Ok, so to my question. The sheet says drug test and applications will be administered so that's self explanatory. What else should I expect out of this? Am I supposed to come to this dressed up or in athletic attire (i.e. expect PAT's and medical checks)?

Thanks...


----------



## EOD1 (Mar 11, 2004)

ooohhh boy that sux, that card can be misleading. just remember for future refrence or to pass on to others- You always have to sign the list first. but hey better safe than sorry. good luck though.


----------



## soxrock75 (Jul 26, 2004)

FiXXXer024 said:


> Well I got my card from Boston saying I was selected to come in for an interview before the 30th of June. I went in today in this swealtering heat thinking it would be a standard sit-down interview so of course I'm all dressed up looking like Texas Highway Patrol with the black shades, mustache and white shirt/black pants combo. I get to the plaza, park at the Reggie and walk over in this God awful heat thinking my profuse sweating as I walk into this interview might be a bad thing. I get there and it's literally talking to a detective at the info desk, checking two boxes and signing twice that I'll accept appointment. He asked me if I'd ever done this before, I said no. I filled out a background release card and he hands me a sheet saying to come for candidate orientation on July 9th and in 10 minutes I'm done and out the door. WTF? Anyhow, the fact that it wasn't what I thought it would be aside, now I'm faced with another unknown; the orientation.
> 
> Ok, so to my question. The sheet says drug test and applications will be administered so that's self explanatory. What else should I expect out of this? Am I supposed to come to this dressed up or in athletic attire (i.e. expect PAT's and medical checks)?
> 
> Thanks...


Hey FiXXXer, that stinks. I went and signed the list in shorts and a polo shirt. Although, I kinda already knew that nothing was going to happen that day.
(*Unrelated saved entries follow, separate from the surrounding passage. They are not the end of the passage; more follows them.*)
use serde::{Deserialize, Serialize};

/// Frequency in Hertz.
#[derive(Debug, Clone, Copy, PartialEq, Eq, PartialOrd, Ord, Hash, Default, Serialize, Deserialize)]
#[serde(transparent)]
pub struct Hertz(pub u64);

impl std::fmt::Display for Hertz {
    fn fmt(&self, f: &mut std::fmt::Formatter<'_>) -> std::fmt::Result {
        write!(f, "{} Hz", self.0)
    }
}

impl Hertz {
    pub const fn khz(khz: u64) -> Self {
        Self(khz * 1_000)
    }

    pub const fn mhz(mhz: u64) -> Self {
        Self(mhz * 1_000_000)
    }

    /// Frequency in MHz, for status text.
    pub fn as_mhz(self) -> f64 {
        self.0 as f64 / 1e6
    }

    /// Parse a human frequency like `7.074M`, `500k`, `1.2G` or a plain Hz value.
    pub fn parse_human(text: &str) -> Option<Self> {
        let text = text.trim();
        let (digits, mult) = match text.chars().last()? {
            'k' | 'K' => (&text[..text.len() - 1], 1e3),
            'm' | 'M' => (&text[..text.len() - 1], 1e6),
            'g' | 'G' => (&text[..text.len() - 1], 1e9),
            _ => (text, 1.0),
        };
        let value: f64 = digits.trim().parse().ok()?;
        if !value.is_finite() || value < 0.0 {
            return None;
        }
        Some(Self((value * mult).round() as u64))
    }
}

/// Power level in Decibels (dB).
#[derive(Debug, Clone, Copy, PartialEq, PartialOrd, Serialize, Deserialize)]
#[serde(transparent)]
pub struct Decibels(pub f32);

impl std::fmt::Display for Decibels {
    fn fmt(&self, f: &mut std::fmt::Formatter<'_>) -> std::fmt::Result {
        write!(f, "{:.1} dB", self.0)
    }
}

#[cfg(test)]
mod tests {
    use super::*;

    #[test]
    fn test_parse_human_frequencies() {
        assert_eq!(Hertz::parse_human("7.074M"), Some(Hertz(7_074_000)));
        assert_eq!(Hertz::parse_human("500k"), Some(Hertz::khz(500)));
        assert_eq!(Hertz::parse_human("10000000"), Some(Hertz::mhz(10)));
        assert_eq!(Hertz::parse_human("-5"), None);
        assert_eq!(Hertz::parse_human(""), None);
    }

    #[test]
    fn test_display() {
        assert_eq!(Hertz(48_000).to_string(), "48000 Hz");
        assert_eq!(Decibels(-3.26).to_string(), "-3.3 dB");
    }
}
As far as orientation, I am going on july 8th and I will be wearing a suit. Think about it, with so many people vying for academy slots, any little edge can help. Wearing a suit shows that you are taking this serious and you are very interested. Several hundred people will be going to a couple of these "orientation" sessions. If you can stand out by wearing a suit.....why not?

As far as the medical and PAT, not just yet. I am pretty sure that we will be getting our background packets and given a deadline on when to turn them in. I think that they will go to sit down interviews etc. from there. If you pass, then the med, psych amd PAT in a few months. Good Luck!!!!


----------